> LISTED ENTRIES
######
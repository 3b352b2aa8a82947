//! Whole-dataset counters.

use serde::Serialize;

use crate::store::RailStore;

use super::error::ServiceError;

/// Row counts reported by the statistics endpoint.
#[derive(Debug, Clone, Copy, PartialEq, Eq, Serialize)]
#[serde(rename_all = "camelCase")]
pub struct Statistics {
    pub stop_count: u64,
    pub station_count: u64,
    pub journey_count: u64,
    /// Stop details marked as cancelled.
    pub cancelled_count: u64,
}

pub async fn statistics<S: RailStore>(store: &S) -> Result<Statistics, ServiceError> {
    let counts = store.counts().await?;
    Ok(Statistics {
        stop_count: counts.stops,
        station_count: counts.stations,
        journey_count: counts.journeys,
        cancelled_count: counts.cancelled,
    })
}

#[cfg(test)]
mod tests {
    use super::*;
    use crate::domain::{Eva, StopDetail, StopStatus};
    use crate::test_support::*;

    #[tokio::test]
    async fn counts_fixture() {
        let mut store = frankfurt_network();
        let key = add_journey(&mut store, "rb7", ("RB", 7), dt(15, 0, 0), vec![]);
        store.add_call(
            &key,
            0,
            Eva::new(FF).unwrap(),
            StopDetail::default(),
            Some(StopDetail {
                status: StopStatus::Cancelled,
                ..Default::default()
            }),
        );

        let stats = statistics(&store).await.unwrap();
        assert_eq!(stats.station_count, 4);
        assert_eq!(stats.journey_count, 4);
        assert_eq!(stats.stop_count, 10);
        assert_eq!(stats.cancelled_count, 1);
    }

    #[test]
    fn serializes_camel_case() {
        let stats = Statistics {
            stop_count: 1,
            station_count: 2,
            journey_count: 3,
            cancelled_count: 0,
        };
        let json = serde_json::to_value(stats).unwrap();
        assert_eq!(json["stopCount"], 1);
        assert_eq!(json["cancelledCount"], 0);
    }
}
######
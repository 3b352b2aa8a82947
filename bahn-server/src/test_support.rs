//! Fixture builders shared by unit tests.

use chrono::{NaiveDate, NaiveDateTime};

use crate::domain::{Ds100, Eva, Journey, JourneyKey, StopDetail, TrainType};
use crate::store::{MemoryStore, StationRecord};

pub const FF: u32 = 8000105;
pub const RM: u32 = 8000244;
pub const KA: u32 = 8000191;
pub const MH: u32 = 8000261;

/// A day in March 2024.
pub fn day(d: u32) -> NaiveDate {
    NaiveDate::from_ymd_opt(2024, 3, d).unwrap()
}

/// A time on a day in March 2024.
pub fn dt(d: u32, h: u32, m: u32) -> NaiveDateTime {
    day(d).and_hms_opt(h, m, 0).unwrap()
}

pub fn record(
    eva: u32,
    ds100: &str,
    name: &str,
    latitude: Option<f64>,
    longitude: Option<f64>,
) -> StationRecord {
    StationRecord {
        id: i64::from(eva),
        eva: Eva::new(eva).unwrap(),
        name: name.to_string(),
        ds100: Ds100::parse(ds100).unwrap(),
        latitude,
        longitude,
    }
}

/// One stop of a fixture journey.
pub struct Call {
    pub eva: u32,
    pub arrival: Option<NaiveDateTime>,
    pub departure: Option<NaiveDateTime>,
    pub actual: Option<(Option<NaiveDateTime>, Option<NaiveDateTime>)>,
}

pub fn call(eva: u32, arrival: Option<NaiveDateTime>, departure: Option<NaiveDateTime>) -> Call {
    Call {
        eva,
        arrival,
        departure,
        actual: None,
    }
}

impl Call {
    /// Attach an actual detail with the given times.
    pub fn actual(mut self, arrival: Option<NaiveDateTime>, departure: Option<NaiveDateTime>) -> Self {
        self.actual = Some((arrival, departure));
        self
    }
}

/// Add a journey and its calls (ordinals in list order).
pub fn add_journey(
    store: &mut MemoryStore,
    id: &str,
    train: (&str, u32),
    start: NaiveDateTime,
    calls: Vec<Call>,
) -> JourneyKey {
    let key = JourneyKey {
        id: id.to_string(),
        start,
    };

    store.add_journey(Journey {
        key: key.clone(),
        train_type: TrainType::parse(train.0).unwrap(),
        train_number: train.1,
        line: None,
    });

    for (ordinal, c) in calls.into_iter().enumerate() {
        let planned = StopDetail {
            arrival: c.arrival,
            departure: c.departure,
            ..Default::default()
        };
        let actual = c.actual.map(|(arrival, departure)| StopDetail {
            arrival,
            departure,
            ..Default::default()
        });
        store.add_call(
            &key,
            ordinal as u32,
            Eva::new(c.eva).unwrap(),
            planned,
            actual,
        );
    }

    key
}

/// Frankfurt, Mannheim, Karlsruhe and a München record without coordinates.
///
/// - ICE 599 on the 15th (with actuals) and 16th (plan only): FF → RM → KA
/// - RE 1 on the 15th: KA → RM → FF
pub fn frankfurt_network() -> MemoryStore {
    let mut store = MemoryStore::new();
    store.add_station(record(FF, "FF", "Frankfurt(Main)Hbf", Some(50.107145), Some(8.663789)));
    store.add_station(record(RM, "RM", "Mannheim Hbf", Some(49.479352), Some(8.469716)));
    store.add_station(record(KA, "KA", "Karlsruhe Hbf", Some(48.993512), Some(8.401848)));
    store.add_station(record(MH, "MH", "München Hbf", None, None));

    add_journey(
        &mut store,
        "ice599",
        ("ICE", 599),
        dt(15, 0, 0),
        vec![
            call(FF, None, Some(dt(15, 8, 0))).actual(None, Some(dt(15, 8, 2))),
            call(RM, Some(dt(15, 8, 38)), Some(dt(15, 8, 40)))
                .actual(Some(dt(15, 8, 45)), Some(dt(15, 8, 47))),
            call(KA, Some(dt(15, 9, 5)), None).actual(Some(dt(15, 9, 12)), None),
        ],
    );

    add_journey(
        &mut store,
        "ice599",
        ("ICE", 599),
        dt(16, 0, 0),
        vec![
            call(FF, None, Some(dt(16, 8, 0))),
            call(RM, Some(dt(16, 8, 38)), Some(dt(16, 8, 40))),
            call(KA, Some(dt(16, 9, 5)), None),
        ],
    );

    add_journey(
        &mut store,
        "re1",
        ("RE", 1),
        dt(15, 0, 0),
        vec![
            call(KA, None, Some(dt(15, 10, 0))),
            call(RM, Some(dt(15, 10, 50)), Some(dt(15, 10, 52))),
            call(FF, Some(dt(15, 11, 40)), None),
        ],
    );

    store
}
######
> EXERCISE
The answer must consist of each line from the data that includes the string "domain".

> SOLUTION TO THIS TASK
    use crate::domain::{Eva, StopDetail, StopStatus};
use crate::domain::{Ds100, Eva, Journey, JourneyKey, StopDetail, TrainType};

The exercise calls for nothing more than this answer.